use repairman_core::clock::EventKind;
use repairman_core::ecs::RepairProgress;
use repairman_core::runner::{run_until_target_with_hook, simulation_schedule};
use repairman_core::telemetry::SimTelemetry;
use repairman_core::test_helpers::{check_invariants, seeded_world};
use repairman_core::{run_simulation, ScenarioParams};

fn crew_params(seed: u64) -> ScenarioParams {
    ScenarioParams::default()
        .with_machines(6)
        .with_repairmen(2)
        .with_rates(0.5, 0.7)
        .with_stop_at_machines_fixed(2_000)
        .with_seed(seed)
}

#[test]
fn invariants_hold_after_every_event() {
    for seed in [1, 2, 3] {
        let mut world = seeded_world(crew_params(seed));
        assert_eq!(check_invariants(&world), Ok(()));

        let mut schedule = simulation_schedule();
        let mut violations = Vec::new();
        let steps = run_until_target_with_hook(&mut world, &mut schedule, |world, event| {
            if let Err(err) = check_invariants(world) {
                violations.push(format!("t={}: {err}", event.timestamp));
            }
        })
        .expect("run");

        assert!(steps >= 4_000, "each repair needs a failure too, got {steps}");
        assert!(violations.is_empty(), "seed {seed}: {:?}", &violations[..1]);
    }
}

#[test]
fn time_and_repair_count_advance_monotonically() {
    let mut world = seeded_world(crew_params(9));
    let mut schedule = simulation_schedule();

    let mut last_time = 0.0_f64;
    let mut last_fixed = 0_u64;
    run_until_target_with_hook(&mut world, &mut schedule, |world, event| {
        assert!(event.timestamp >= last_time, "time went backwards");
        last_time = event.timestamp;

        let fixed = world.resource::<RepairProgress>().machines_fixed;
        match event.kind {
            EventKind::RepairCompleted(_) => assert_eq!(fixed, last_fixed + 1),
            EventKind::MachineFailure(_) => assert_eq!(fixed, last_fixed),
        }
        last_fixed = fixed;
    })
    .expect("run");

    assert_eq!(last_fixed, 2_000);
}

#[test]
fn repairs_start_in_failure_arrival_order() {
    let mut world = seeded_world(crew_params(21).with_machines(8).with_repair_log(true));
    let mut schedule = simulation_schedule();
    run_until_target_with_hook(&mut world, &mut schedule, |_, _| {}).expect("run");

    let mut records = world.resource::<SimTelemetry>().completed_repairs.clone();
    assert_eq!(records.len(), 2_000);
    records.sort_by(|a, b| a.repair_started_at.total_cmp(&b.repair_started_at));

    let waited = records.iter().filter(|r| r.time_waiting() > 0.0).count();
    assert!(waited > 0, "scenario should build a queue");
    for pair in records.windows(2) {
        assert!(
            pair[0].failure_seq < pair[1].failure_seq,
            "machine {} (failure #{}) started before machine {} (failure #{})",
            pair[1].machine_id,
            pair[1].failure_seq,
            pair[0].machine_id,
            pair[0].failure_seq
        );
    }
}

#[test]
fn same_seed_gives_same_report() {
    let first = run_simulation(crew_params(77)).expect("run");
    let second = run_simulation(crew_params(77)).expect("run");
    assert_eq!(first, second);
}
use bevy_ecs::prelude::Entity;

/// Errors raised while configuring or running a repairman simulation.
#[derive(Debug, Clone, PartialEq, thiserror::Error)]
pub enum SimError {
    /// A rate, count or stop target is out of range. Raised before the run starts.
    #[error("invalid argument `{name}`: {reason}")]
    InvalidArgument { name: &'static str, reason: String },

    /// The event queue ran dry before the stop condition was met.
    #[error("event queue exhausted at t={at} before the stop condition was reached")]
    EmptyQueue { at: f64 },

    /// An event referenced an entity that does not carry the expected component.
    #[error("{role} event refers to unknown entity {entity:?}")]
    UnknownEntity { role: &'static str, entity: Entity },

    /// A repair completion fired for a repairman with no assigned machine.
    #[error("repair completion for repairman {entity:?} with no assigned machine")]
    IdleRepairCompletion { entity: Entity },

    /// A scheduled event landed at an infinite or NaN time.
    #[error("event scheduled at non-finite time after t={at}")]
    NonFiniteTime { at: f64 },
}

impl SimError {
    pub(crate) fn invalid(name: &'static str, reason: impl Into<String>) -> Self {
        Self::InvalidArgument {
            name,
            reason: reason.into(),
        }
    }

    /// True for conditions that indicate a defect in the engine rather than bad input.
    pub fn is_engine_defect(&self) -> bool {
        !matches!(self, Self::InvalidArgument { .. })
    }
}

/// Smallest accepted rate. Below it a single exponential draw can overflow to infinity.
pub const MIN_RATE: f64 = 1e-300;

/// Checks that a rate is a finite number no smaller than [MIN_RATE].
pub fn ensure_positive_rate(name: &'static str, rate: f64) -> Result<(), SimError> {
    if !rate.is_finite() {
        return Err(SimError::invalid(name, format!("must be finite, got {rate}")));
    }
    if rate <= 0.0 {
        return Err(SimError::invalid(name, format!("must be > 0, got {rate}")));
    }
    if rate < MIN_RATE {
        return Err(SimError::invalid(
            name,
            format!("must be at least {MIN_RATE:e}, got {rate:e}"),
        ));
    }
    Ok(())
}
use bevy_ecs::prelude::{Query, Res, ResMut};
use tracing::trace;

use crate::clock::{CurrentEvent, EventKind, SimulationClock};
use crate::distributions::Variates;
use crate::ecs::{
    EngineFault, FailedMachines, IdleRepairmen, Machine, MachineState, RepairProgress, Repairman,
};
use crate::error::SimError;
use crate::telemetry::{CompletedRepairRecord, SimTelemetry};

/// A repairman finishes a machine. The machine goes back into service with a
/// fresh failure time; the repairman takes the oldest waiting machine, or goes
/// to the back of the idle line if nothing is waiting.
#[allow(clippy::too_many_arguments)]
pub fn repair_completed_system(
    event: Res<CurrentEvent>,
    mut clock: ResMut<SimulationClock>,
    mut variates: ResMut<Variates>,
    mut failed: ResMut<FailedMachines>,
    mut idle: ResMut<IdleRepairmen>,
    mut progress: ResMut<RepairProgress>,
    mut fault: ResMut<EngineFault>,
    telemetry: Option<ResMut<SimTelemetry>>,
    mut machines: Query<&mut Machine>,
    mut repairmen: Query<&mut Repairman>,
) {
    let EventKind::RepairCompleted(repairman_entity) = event.0.kind else {
        return;
    };
    let now = clock.now();

    let Ok(mut repairman) = repairmen.get_mut(repairman_entity) else {
        fault.raise(SimError::UnknownEntity {
            role: "repair completion",
            entity: repairman_entity,
        });
        return;
    };
    let job_started_at = repairman.job_started_at;
    let Some(fixed_entity) = repairman.finish_job() else {
        fault.raise(SimError::IdleRepairCompletion {
            entity: repairman_entity,
        });
        return;
    };

    {
        let Ok(mut machine) = machines.get_mut(fixed_entity) else {
            fault.raise(SimError::UnknownEntity {
                role: "repaired machine",
                entity: fixed_entity,
            });
            return;
        };

        if let Some(mut telemetry) = telemetry {
            telemetry.completed_repairs.push(CompletedRepairRecord {
                machine_entity: fixed_entity,
                repairman_entity,
                machine_id: machine.id,
                repairman_id: repairman.id,
                failure_seq: machine.failure_seq.unwrap_or_default(),
                failed_at: machine.failed_at.unwrap_or(job_started_at),
                repair_started_at: job_started_at,
                completed_at: now,
            });
        }

        let next_failure_at = now + variates.failure_interval();
        machine.restore(next_failure_at);
        clock.schedule_at(next_failure_at, EventKind::MachineFailure(fixed_entity));
        trace!(
            machine = machine.id,
            repairman = repairman.id,
            t = now,
            next_failure_at,
            "machine repaired"
        );
    }

    match failed.0.pop_front() {
        Some(next_entity) => {
            let Ok(mut next_machine) = machines.get_mut(next_entity) else {
                fault.raise(SimError::UnknownEntity {
                    role: "waiting machine",
                    entity: next_entity,
                });
                return;
            };
            next_machine.state = MachineState::UnderRepair;
            let fix_at = now + variates.repair_interval();
            repairman.assign(next_entity, now, fix_at);
            clock.schedule_at(fix_at, EventKind::RepairCompleted(repairman_entity));
            trace!(
                machine = next_machine.id,
                repairman = repairman.id,
                t = now,
                fix_at,
                "repairman took next waiting machine"
            );
        }
        None => {
            idle.0.push_back(repairman_entity);
            trace!(repairman = repairman.id, t = now, "repairman idle");
        }
    }

    progress.machines_fixed += 1;
}
pub mod machine_failure;
pub mod repair_completed;
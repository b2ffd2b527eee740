//! Closed-form reference values for the finite-source M/M/r//c queue.
//!
//! With `c` machines failing at rate lambda each while operational and `r`
//! repairmen working at rate mu each, the number of broken machines is a
//! birth-death chain with birth rate `(c - n) * lambda` and death rate
//! `min(n, r) * mu`. Its stationary distribution is what a long simulation run
//! should converge to.

use repairman_core::error::ensure_positive_rate;
use repairman_core::scenario::ScenarioParams;
use repairman_core::SimError;
use serde::Serialize;

/// Stationary distribution of the machine repairman model.
#[derive(Debug, Clone, PartialEq, Serialize)]
pub struct AnalyticSteadyState {
    /// Index = number of operational machines.
    pub operational_distribution: Vec<f64>,
    pub average_working: f64,
    pub average_busy_repairmen: f64,
}

impl AnalyticSteadyState {
    /// Index = number of broken machines.
    pub fn broken_distribution(&self) -> Vec<f64> {
        self.operational_distribution.iter().rev().copied().collect()
    }
}

/// Compute the stationary distribution for `params`.
pub fn analytic_steady_state(params: &ScenarioParams) -> Result<AnalyticSteadyState, SimError> {
    ensure_positive_rate("failure_rate", params.failure_rate)?;
    ensure_positive_rate("repair_rate", params.repair_rate)?;
    if params.num_machines == 0 || params.num_repairmen == 0 {
        return Err(SimError::InvalidArgument {
            name: "population",
            reason: "needs at least one machine and one repairman".into(),
        });
    }

    let c = params.num_machines;
    let r = params.num_repairmen;
    let (lambda, mu) = (params.failure_rate, params.repair_rate);

    // Log weights keep large populations from overflowing.
    let mut log_weights = Vec::with_capacity(c + 1);
    log_weights.push(0.0_f64);
    for broken in 0..c {
        let birth = (c - broken) as f64 * lambda;
        let death = (broken + 1).min(r) as f64 * mu;
        let prev = log_weights[broken];
        log_weights.push(prev + birth.ln() - death.ln());
    }
    let max = log_weights.iter().copied().fold(f64::NEG_INFINITY, f64::max);
    let weights: Vec<f64> = log_weights.iter().map(|lw| (lw - max).exp()).collect();
    let norm: f64 = weights.iter().sum();
    let by_broken: Vec<f64> = weights.iter().map(|w| w / norm).collect();

    let average_working = by_broken
        .iter()
        .enumerate()
        .map(|(broken, p)| (c - broken) as f64 * p)
        .sum();
    let average_busy_repairmen = by_broken
        .iter()
        .enumerate()
        .map(|(broken, p)| broken.min(r) as f64 * p)
        .sum();

    Ok(AnalyticSteadyState {
        operational_distribution: by_broken.into_iter().rev().collect(),
        average_working,
        average_busy_repairmen,
    })
}

#[cfg(test)]
mod tests {
    use super::*;

    #[test]
    fn single_machine_splits_by_rates() {
        let params = ScenarioParams::default()
            .with_machines(1)
            .with_repairmen(1)
            .with_rates(1.0, 3.0);
        let steady = analytic_steady_state(&params).expect("valid");
        assert!((steady.operational_distribution[0] - 0.25).abs() < 1e-12);
        assert!((steady.operational_distribution[1] - 0.75).abs() < 1e-12);
        assert!((steady.average_working - 0.75).abs() < 1e-12);
        assert!((steady.average_busy_repairmen - 0.25).abs() < 1e-12);
    }

    #[test]
    fn classic_setup_matches_falling_factorial_form() {
        let steady = analytic_steady_state(&ScenarioParams::default()).expect("valid");
        let rho: f64 = 0.4 / 0.6;
        let weights = [
            1.0,
            4.0 * rho,
            12.0 * rho.powi(2),
            24.0 * rho.powi(3),
            24.0 * rho.powi(4),
        ];
        let norm: f64 = weights.iter().sum();
        let broken = steady.broken_distribution();
        for (n, w) in weights.iter().enumerate() {
            assert!((broken[n] - w / norm).abs() < 1e-12, "state {n}");
        }
    }

    #[test]
    fn little_law_balances_failures_and_repairs() {
        let params = ScenarioParams::default()
            .with_machines(12)
            .with_repairmen(3)
            .with_rates(0.3, 0.8);
        let steady = analytic_steady_state(&params).expect("valid");
        let failure_flow = steady.average_working * params.failure_rate;
        let repair_flow = steady.average_busy_repairmen * params.repair_rate;
        assert!((failure_flow - repair_flow).abs() < 1e-9);
        let total: f64 = steady.operational_distribution.iter().sum();
        assert!((total - 1.0).abs() < 1e-12);
    }

    #[test]
    fn large_population_stays_finite() {
        let params = ScenarioParams::default()
            .with_machines(2_000)
            .with_repairmen(5)
            .with_rates(5.0, 0.1);
        let steady = analytic_steady_state(&params).expect("valid");
        assert!(steady.average_working.is_finite());
        assert!((steady.average_busy_repairmen - 5.0).abs() < 1e-6);
    }

    #[test]
    fn rejects_bad_inputs() {
        let zero_rate = ScenarioParams::default().with_rates(0.0, 1.0);
        assert!(analytic_steady_state(&zero_rate).is_err());
        let no_crew = ScenarioParams::default().with_repairmen(0);
        assert!(analytic_steady_state(&no_crew).is_err());
    }
}
//! Simulation runner: advances the clock and routes events into the ECS.
//!
//! Clock progression, state sampling and statistics happen here, outside
//! systems. Each step records the pre-event state, pops the next event from
//! [SimulationClock], inserts it as [CurrentEvent], runs the schedule, then
//! charges the elapsed time to the recorded state.

use bevy_ecs::prelude::{Entity, Res, Schedule, World};
use bevy_ecs::schedule::{ExecutorKind, IntoSystemConfigs};
use tracing::{error, info, warn};

use crate::clock::{CurrentEvent, Event, EventKind, SimulationClock};
use crate::distributions::{VariateSource, Variates};
use crate::ecs::{
    EngineFault, IdleRepairmen, Machine, Population, RepairProgress, StopAtMachinesFixed,
};
use crate::error::SimError;
use crate::profiling::EventMetrics;
use crate::report::SimulationReport;
use crate::scenario::{build_scenario, build_scenario_with_variates, ScenarioParams};
use crate::statistics::StateStatistics;
use crate::systems::{
    machine_failure::machine_failure_system, repair_completed::repair_completed_system,
};

fn is_machine_failure(event: Option<Res<CurrentEvent>>) -> bool {
    event
        .map(|e| matches!(e.0.kind, EventKind::MachineFailure(_)))
        .unwrap_or(false)
}

fn is_repair_completed(event: Option<Res<CurrentEvent>>) -> bool {
    event
        .map(|e| matches!(e.0.kind, EventKind::RepairCompleted(_)))
        .unwrap_or(false)
}

/// System state observed between events.
#[derive(Debug, Clone, Copy, PartialEq)]
pub struct StateSample {
    pub time: f64,
    pub operational: usize,
    pub busy: usize,
}

impl StateSample {
    pub fn observe(world: &World) -> Self {
        let operational = world
            .iter_entities()
            .filter_map(|entity| entity.get::<Machine>())
            .filter(|machine| machine.is_operational())
            .count();
        let repairmen = world.resource::<Population>().repairmen;
        let idle = world.resource::<IdleRepairmen>().0.len();
        Self {
            time: world.resource::<SimulationClock>().now(),
            operational,
            busy: repairmen - idle,
        }
    }
}

/// True once the configured number of repairs has completed.
pub fn target_reached(world: &World) -> bool {
    let fixed = world.resource::<RepairProgress>().machines_fixed;
    let target = world.resource::<StopAtMachinesFixed>().0;
    fixed >= target
}

/// Schedules the first failure of every machine, in machine id order.
/// Call this after building the scenario and before running events.
pub fn initialize_simulation(world: &mut World) {
    let mut machines: Vec<(usize, Entity)> = world
        .query::<(Entity, &Machine)>()
        .iter(world)
        .map(|(entity, machine)| (machine.id, entity))
        .collect();
    machines.sort_unstable_by_key(|(id, _)| *id);

    for (_, entity) in machines {
        let interval = world.resource_mut::<Variates>().failure_interval();
        let at = world.resource::<SimulationClock>().now() + interval;
        if let Some(mut machine) = world.get_mut::<Machine>(entity) {
            machine.next_failure_at = at;
        }
        world
            .resource_mut::<SimulationClock>()
            .schedule_at(at, EventKind::MachineFailure(entity));
    }
}

/// Runs one simulation step. Returns `Ok(false)` once the stop target is reached.
pub fn run_next_event(world: &mut World, schedule: &mut Schedule) -> Result<bool, SimError> {
    run_next_event_with_hook(world, schedule, |_, _| {})
}

/// Runs one simulation step and invokes `hook` after the step is fully applied.
pub fn run_next_event_with_hook<F>(
    world: &mut World,
    schedule: &mut Schedule,
    mut hook: F,
) -> Result<bool, SimError>
where
    F: FnMut(&World, &Event),
{
    if target_reached(world) {
        return Ok(false);
    }

    let before = StateSample::observe(world);
    let event = world
        .resource_mut::<SimulationClock>()
        .pop_next()
        .ok_or_else(|| {
            let fault = SimError::EmptyQueue { at: before.time };
            error!(%fault, "no pending events");
            fault
        })?;
    if !event.timestamp.is_finite() {
        let fault = SimError::NonFiniteTime { at: before.time };
        error!(%fault, kind = event.kind.label(), "event time overflowed");
        return Err(fault);
    }
    world.insert_resource(CurrentEvent(event));

    if let Some(mut metrics) = world.get_resource_mut::<EventMetrics>() {
        metrics.record_event(event.kind);
    }

    schedule.run(world);

    if let Some(fault) = world.resource_mut::<EngineFault>().0.take() {
        return Err(fault);
    }

    world.resource_mut::<StateStatistics>().record(
        before.operational,
        before.busy,
        event.timestamp - before.time,
    );
    hook(world, &event);
    Ok(true)
}

/// Runs steps until the stop target is reached. Returns the number of events processed.
pub fn run_until_target(world: &mut World, schedule: &mut Schedule) -> Result<u64, SimError> {
    run_until_target_with_hook(world, schedule, |_, _| {})
}

/// Runs steps until the stop target is reached and invokes `hook` after each step.
pub fn run_until_target_with_hook<F>(
    world: &mut World,
    schedule: &mut Schedule,
    mut hook: F,
) -> Result<u64, SimError>
where
    F: FnMut(&World, &Event),
{
    let mut steps = 0;
    while run_next_event_with_hook(world, schedule, &mut hook)? {
        steps += 1;
    }
    Ok(steps)
}

/// Builds the event schedule: one system per event kind, gated on [CurrentEvent].
///
/// The executor is single-threaded; the model is strictly sequential.
pub fn simulation_schedule() -> Schedule {
    let mut schedule = Schedule::default();
    schedule.set_executor_kind(ExecutorKind::SingleThreaded);
    schedule.add_systems((
        machine_failure_system.run_if(is_machine_failure),
        repair_completed_system.run_if(is_repair_completed),
    ));
    schedule
}

/// Build, initialize and run a scenario with exponential intervals, then report.
pub fn run_simulation(params: ScenarioParams) -> Result<SimulationReport, SimError> {
    let mut world = World::new();
    build_scenario(&mut world, params.clone())?;
    drive(&mut world, &params)
}

/// Same as [run_simulation] but with a caller-provided variate source.
pub fn run_simulation_with_variates(
    params: ScenarioParams,
    variates: impl VariateSource + 'static,
) -> Result<SimulationReport, SimError> {
    let mut world = World::new();
    build_scenario_with_variates(&mut world, params.clone(), variates)?;
    drive(&mut world, &params)
}

fn drive(world: &mut World, params: &ScenarioParams) -> Result<SimulationReport, SimError> {
    info!(
        machines = params.num_machines,
        repairmen = params.num_repairmen,
        failure_rate = params.failure_rate,
        repair_rate = params.repair_rate,
        stop_at = params.stop_at_machines_fixed,
        seed = ?params.seed,
        "starting simulation"
    );
    initialize_simulation(world);
    let mut schedule = simulation_schedule();
    let steps = run_until_target(world, &mut schedule)?;

    let report = SimulationReport::from_world(world);
    if report.elapsed_time <= 0.0 {
        warn!(steps, "run finished with zero elapsed simulated time");
    }
    let events_per_second = world.resource::<EventMetrics>().events_per_second();
    info!(
        steps,
        machines_fixed = report.machines_fixed,
        elapsed = report.elapsed_time,
        average_working = report.average_working,
        events_per_second,
        "simulation finished"
    );
    Ok(report)
}

#[cfg(test)]
mod tests {
    use super::*;
    use crate::distributions::ScriptedVariates;

    fn scripted_world(params: ScenarioParams, failures: Vec<f64>, repairs: Vec<f64>) -> World {
        let mut world = World::new();
        build_scenario_with_variates(
            &mut world,
            params,
            ScriptedVariates::new(failures, repairs).expect("script"),
        )
        .expect("valid params");
        initialize_simulation(&mut world);
        world
    }

    #[test]
    fn initialize_schedules_one_failure_per_machine() {
        let world = scripted_world(
            ScenarioParams::default().with_machines(3),
            vec![1.0, 2.0, 3.0],
            vec![1.0],
        );
        let clock = world.resource::<SimulationClock>();
        assert_eq!(clock.pending_len(), 3);
        assert_eq!(clock.next_event_time(), Some(1.0));

        let mut times: Vec<f64> = world
            .iter_entities()
            .filter_map(|e| e.get::<Machine>().map(|m| m.next_failure_at))
            .collect();
        times.sort_by(f64::total_cmp);
        assert_eq!(times, vec![1.0, 2.0, 3.0]);
    }

    #[test]
    fn step_charges_elapsed_time_to_pre_event_state() {
        let mut world = scripted_world(
            ScenarioParams::default()
                .with_machines(1)
                .with_stop_at_machines_fixed(1),
            vec![2.0, 3.0],
            vec![1.0],
        );
        let mut schedule = simulation_schedule();

        assert!(run_next_event(&mut world, &mut schedule).expect("failure step"));
        let stats = world.resource::<StateStatistics>();
        assert_eq!(stats.time_in_state(1), 2.0);
        assert_eq!(stats.time_with_busy(0), 2.0);

        assert!(run_next_event(&mut world, &mut schedule).expect("repair step"));
        let stats = world.resource::<StateStatistics>();
        assert_eq!(stats.time_in_state(0), 1.0);
        assert_eq!(stats.time_with_busy(1), 1.0);

        assert!(!run_next_event(&mut world, &mut schedule).expect("target reached"));
        assert_eq!(world.resource::<SimulationClock>().now(), 3.0);
    }

    #[test]
    fn empty_queue_aborts_the_run() {
        let mut world = World::new();
        build_scenario_with_variates(
            &mut world,
            ScenarioParams::default(),
            ScriptedVariates::new(vec![1.0], vec![1.0]).expect("script"),
        )
        .expect("valid params");
        // No initialize_simulation: the queue starts empty.
        let mut schedule = simulation_schedule();
        assert_eq!(
            run_until_target(&mut world, &mut schedule),
            Err(SimError::EmptyQueue { at: 0.0 })
        );
    }

    #[test]
    fn engine_fault_aborts_the_run() {
        let mut world = scripted_world(ScenarioParams::default(), vec![1.0], vec![1.0]);
        let stray = world.spawn_empty().id();
        world
            .resource_mut::<SimulationClock>()
            .schedule_at(0.5, EventKind::RepairCompleted(stray));

        let mut schedule = simulation_schedule();
        let err = run_until_target(&mut world, &mut schedule).expect_err("stray event");
        assert!(matches!(err, SimError::UnknownEntity { entity, .. } if entity == stray));
    }

    #[derive(Debug)]
    struct OverflowingVariates;

    impl VariateSource for OverflowingVariates {
        fn failure_interval(&mut self) -> f64 {
            f64::INFINITY
        }

        fn repair_interval(&mut self) -> f64 {
            1.0
        }
    }

    #[test]
    fn infinite_event_time_aborts_instead_of_poisoning_statistics() {
        let err = run_simulation_with_variates(
            ScenarioParams::default().with_machines(1),
            OverflowingVariates,
        )
        .expect_err("infinite failure time");
        assert_eq!(err, SimError::NonFiniteTime { at: 0.0 });
        assert!(err.is_engine_defect());
    }

    #[test]
    fn subnormal_rate_is_rejected_before_running() {
        let err = run_simulation(
            ScenarioParams::default()
                .with_machines(1)
                .with_rates(1e-310, 1.0)
                .with_stop_at_machines_fixed(1)
                .with_seed(1),
        )
        .expect_err("rate too small");
        assert!(matches!(
            err,
            SimError::InvalidArgument {
                name: "failure_rate",
                ..
            }
        ));
    }

    #[test]
    fn counts_events_in_metrics() {
        let mut world = scripted_world(
            ScenarioParams::default()
                .with_machines(1)
                .with_stop_at_machines_fixed(2),
            vec![1.0],
            vec![1.0],
        );
        let mut schedule = simulation_schedule();
        let steps = run_until_target(&mut world, &mut schedule).expect("run");
        assert_eq!(steps, 4);

        let metrics = world.resource::<EventMetrics>();
        assert_eq!(metrics.events_processed, 4);
        assert_eq!(metrics.count("MachineFailure"), 2);
        assert_eq!(metrics.count("RepairCompleted"), 2);
    }
}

++++++++++

> _WORK REQUEST_
Working from the entries above, return all lines that contain "OverflowingVariates".

> _REPLY TO THE TASK_
    struct OverflowingVariates;
    impl VariateSource for OverflowingVariates {
            OverflowingVariates,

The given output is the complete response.